According to the dictionary, katro, derived from Javanese, or kampungan means 1) behind the times, conservative, 2) unmannerly, ill-bred, a hick.
Relatively new terms are also to found in the dictionary, such as pasar kaget: small market without a permanent location and goyang ngebor: gyrations, erotic hip movements, and even abbreviations or short terms such as jjs (jalan jalan santai/sore or to hang out, take a stroll) KKN (korupsi, kolusi dan nepotisme): corruption, collusion and nepotism, pungli (pungutan liar): illegal fee and gepeng (gelandangan dan pengemis): homeless drifters and panhandlers.
Other entries you might not expect, and you might not know, even if you are an Indonesian, include denai: trail, spoor, track of a wild animal in the forest or jungle; husada: medicine, health and jangat: skin (of human or animal body), dermis.

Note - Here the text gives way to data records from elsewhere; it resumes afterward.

use async_trait::async_trait;
use time::OffsetDateTime;
use uuid::Uuid;

use crate::error::StorageError;
use crate::record::{
    HistoryRecord, NewHistoryRecord, NewStatus, NewTransition, StatusId, StatusRecord,
    TransactionRecord, TransitionRecord,
};

/// The storage trait for txflow backends.
///
/// A `WorkflowStore` provides durable storage for the workflow catalog
/// (statuses and transitions), transactions, and the append-only transition
/// history.
///
/// ## Snapshot Semantics
///
/// Status changes go through `&mut Self::Snapshot`, a type representing an
/// in-progress transaction. The lifecycle is:
///
/// 1. `begin_snapshot()`: start a transaction, returns a `Snapshot`
/// 2. Call mutating methods with `&mut snapshot`
/// 3. `commit_snapshot(snapshot)`: commit and consume the transaction
///    OR `abort_snapshot(snapshot)`: roll back and consume the transaction
///
/// If a `Snapshot` is dropped without committing, none of its writes become
/// visible.
///
/// ## OCC Conflict Detection
///
/// `update_transaction_status` is conditional on both the version token and
/// the status the caller validated against:
/// `UPDATE ... WHERE version = expected_version AND status_id = expected_status`.
/// A mismatch returns `Err(StorageError::ConcurrentConflict { .. })`. A
/// backend that defers the check must repeat it in `commit_snapshot` and fail
/// the whole commit on mismatch; either way at most one of several racing
/// writers commits.
///
/// ## Thread Safety
///
/// Implementations must be `Send + Sync + 'static` to be shared across
/// request handlers and async task boundaries.
#[async_trait]
pub trait WorkflowStore: Send + Sync + 'static {
    /// The snapshot (transaction) type used by this storage backend.
    type Snapshot: Send;

    // ── Snapshot lifecycle ────────────────────────────────────────────────────

    /// Begin a new snapshot (transaction).
    async fn begin_snapshot(&self) -> Result<Self::Snapshot, StorageError>;

    /// Commit a snapshot, making all mutations durable.
    async fn commit_snapshot(&self, snapshot: Self::Snapshot) -> Result<(), StorageError>;

    /// Abort (roll back) a snapshot, discarding all mutations.
    async fn abort_snapshot(&self, snapshot: Self::Snapshot) -> Result<(), StorageError>;

    // ── Transaction mutation (within snapshot) ───────────────────────────────

    /// Apply a version-validated status change to a transaction (OCC).
    ///
    /// Sets the status, advances the version by one and stamps `updated_at`.
    /// Returns the new version on success.
    async fn update_transaction_status(
        &self,
        snapshot: &mut Self::Snapshot,
        transaction_id: Uuid,
        expected_version: i64,
        expected_status_id: StatusId,
        new_status_id: StatusId,
        updated_at: OffsetDateTime,
    ) -> Result<i64, StorageError>;

    /// Append a history record.
    ///
    /// Must be inserted in the SAME snapshot as the `update_transaction_status`
    /// call it describes: no status change without its history record.
    async fn insert_history(
        &self,
        snapshot: &mut Self::Snapshot,
        record: NewHistoryRecord,
    ) -> Result<(), StorageError>;

    // ── Catalog ──────────────────────────────────────────────────────────────

    /// All statuses, ordered by display order then id.
    async fn list_statuses(&self) -> Result<Vec<StatusRecord>, StorageError>;

    /// All transitions, ordered by source id then destination id.
    async fn list_transitions(&self) -> Result<Vec<TransitionRecord>, StorageError>;

    /// Insert a status. Fails with `DuplicateStatus` if the name is taken.
    async fn insert_status(&self, status: NewStatus) -> Result<StatusRecord, StorageError>;

    /// Insert a transition. Fails with `StatusNotFound` for an unknown
    /// endpoint and `DuplicateTransition` for an existing pair.
    async fn insert_transition(
        &self,
        transition: NewTransition,
    ) -> Result<TransitionRecord, StorageError>;

    // ── Transactions and history (outside snapshot) ──────────────────────────

    /// Read a transaction without locking.
    ///
    /// Returns `Err(StorageError::TransactionNotFound)` if it does not exist.
    async fn get_transaction(&self, transaction_id: Uuid)
        -> Result<TransactionRecord, StorageError>;

    /// Insert a new transaction.
    ///
    /// Fails with `AlreadyExists` on a duplicate id or reference number and
    /// with `StatusNotFound` if its status does not exist.
    async fn insert_transaction(&self, record: TransactionRecord) -> Result<(), StorageError>;

    /// History of a transaction, newest first (ties: highest id first).
    /// Unknown transactions yield an empty list.
    async fn list_history(&self, transaction_id: Uuid)
        -> Result<Vec<HistoryRecord>, StorageError>;

    // ── Composite ────────────────────────────────────────────────────────────

    /// Change a transaction's status and append its history record in one
    /// snapshot. Any failure aborts the snapshot, so either both writes land
    /// or neither does.
    ///
    /// Returns the new version token.
    async fn commit_transition(
        &self,
        transaction_id: Uuid,
        expected_version: i64,
        expected_status_id: StatusId,
        new_status_id: StatusId,
        history: NewHistoryRecord,
    ) -> Result<i64, StorageError> {
        let mut snapshot = self.begin_snapshot().await?;

        let new_version = match self
            .update_transaction_status(
                &mut snapshot,
                transaction_id,
                expected_version,
                expected_status_id,
                new_status_id,
                history.changed_at,
            )
            .await
        {
            Ok(v) => v,
            Err(e) => {
                let _ = self.abort_snapshot(snapshot).await;
                return Err(e);
            }
        };

        if let Err(e) = self.insert_history(&mut snapshot, history).await {
            let _ = self.abort_snapshot(snapshot).await;
            return Err(e);
        }

        self.commit_snapshot(snapshot).await?;
        Ok(new_version)
    }
}
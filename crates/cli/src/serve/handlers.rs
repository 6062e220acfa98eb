//! Transaction routes plus health and fallback.

use std::sync::Arc;

use axum::extract::rejection::JsonRejection;
use axum::extract::{Path, State};
use axum::http::{header, StatusCode};
use axum::response::{IntoResponse, Response};
use axum::Json;
use txflow_engine::{
    AvailableTransition, HistoryEntry, NewTransaction, TransactionDetail, TransactionView,
    TransitionRequest,
};
use uuid::Uuid;

use super::state::AppState;
use super::{json_error, ApiError};

/// Unparseable ids name no transaction, so they are 404 rather than 400.
fn parse_id(raw: &str) -> Result<Uuid, ApiError> {
    Uuid::parse_str(raw)
        .map_err(|_| ApiError::NotFound(format!("transaction with ID {raw} not found")))
}

/// Fallback handler for unmatched routes.
pub(crate) async fn handle_not_found() -> Response {
    json_error(StatusCode::NOT_FOUND, "not_found", "no such route")
}

/// GET /health
pub(crate) async fn handle_health() -> impl IntoResponse {
    Json(serde_json::json!({
        "status": "ok",
        "version": env!("CARGO_PKG_VERSION"),
    }))
}

/// POST /transactions
pub(crate) async fn handle_create_transaction(
    State(state): State<Arc<AppState>>,
    body: Result<Json<NewTransaction>, JsonRejection>,
) -> Result<Response, ApiError> {
    let Json(input) = body?;
    let view = state.engine.create_transaction(input).await?;
    let location = format!("/transactions/{}", view.id);
    Ok((StatusCode::CREATED, [(header::LOCATION, location)], Json(view)).into_response())
}

/// GET /transactions/{id}
pub(crate) async fn handle_get_transaction(
    State(state): State<Arc<AppState>>,
    Path(id): Path<String>,
) -> Result<Json<TransactionDetail>, ApiError> {
    let id = parse_id(&id)?;
    Ok(Json(state.engine.get_transaction(id).await?))
}

/// POST /transactions/{id}/transition
pub(crate) async fn handle_transition(
    State(state): State<Arc<AppState>>,
    Path(id): Path<String>,
    body: Result<Json<TransitionRequest>, JsonRejection>,
) -> Result<Json<TransactionView>, ApiError> {
    let id = parse_id(&id)?;
    let Json(request) = body?;
    Ok(Json(state.engine.request_transition(id, request).await?))
}

/// GET /transactions/{id}/available-transitions
pub(crate) async fn handle_available_transitions(
    State(state): State<Arc<AppState>>,
    Path(id): Path<String>,
) -> Result<Json<Vec<AvailableTransition>>, ApiError> {
    let id = parse_id(&id)?;
    Ok(Json(state.engine.list_available_transitions(id).await?))
}

/// GET /transactions/{id}/history
pub(crate) async fn handle_history(
    State(state): State<Arc<AppState>>,
    Path(id): Path<String>,
) -> Result<Json<Vec<HistoryEntry>>, ApiError> {
    let id = parse_id(&id)?;
    Ok(Json(state.engine.get_history(id).await?))
}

The last Indonesian-English dictionary, compiled by John M. Echols and Hassan Shadily, and was first published in 1961.
Alan’s dictionary was first printed by Ohio University Press in August 2004, with a second printing in 2005. In Jakarta, the dictionary was published by Mizan.
Co-author Schmidgall-Tellings, who had a Dutch father and Javanese mother, died in 1997 after working with Alan for more than two decades to produce the dictionary.
Asked about his difficulties in compiling the dictionary, Alan said: “The difficulty was that it took much time.”
“But I am satisfied with the publication of this dictionary,” he said.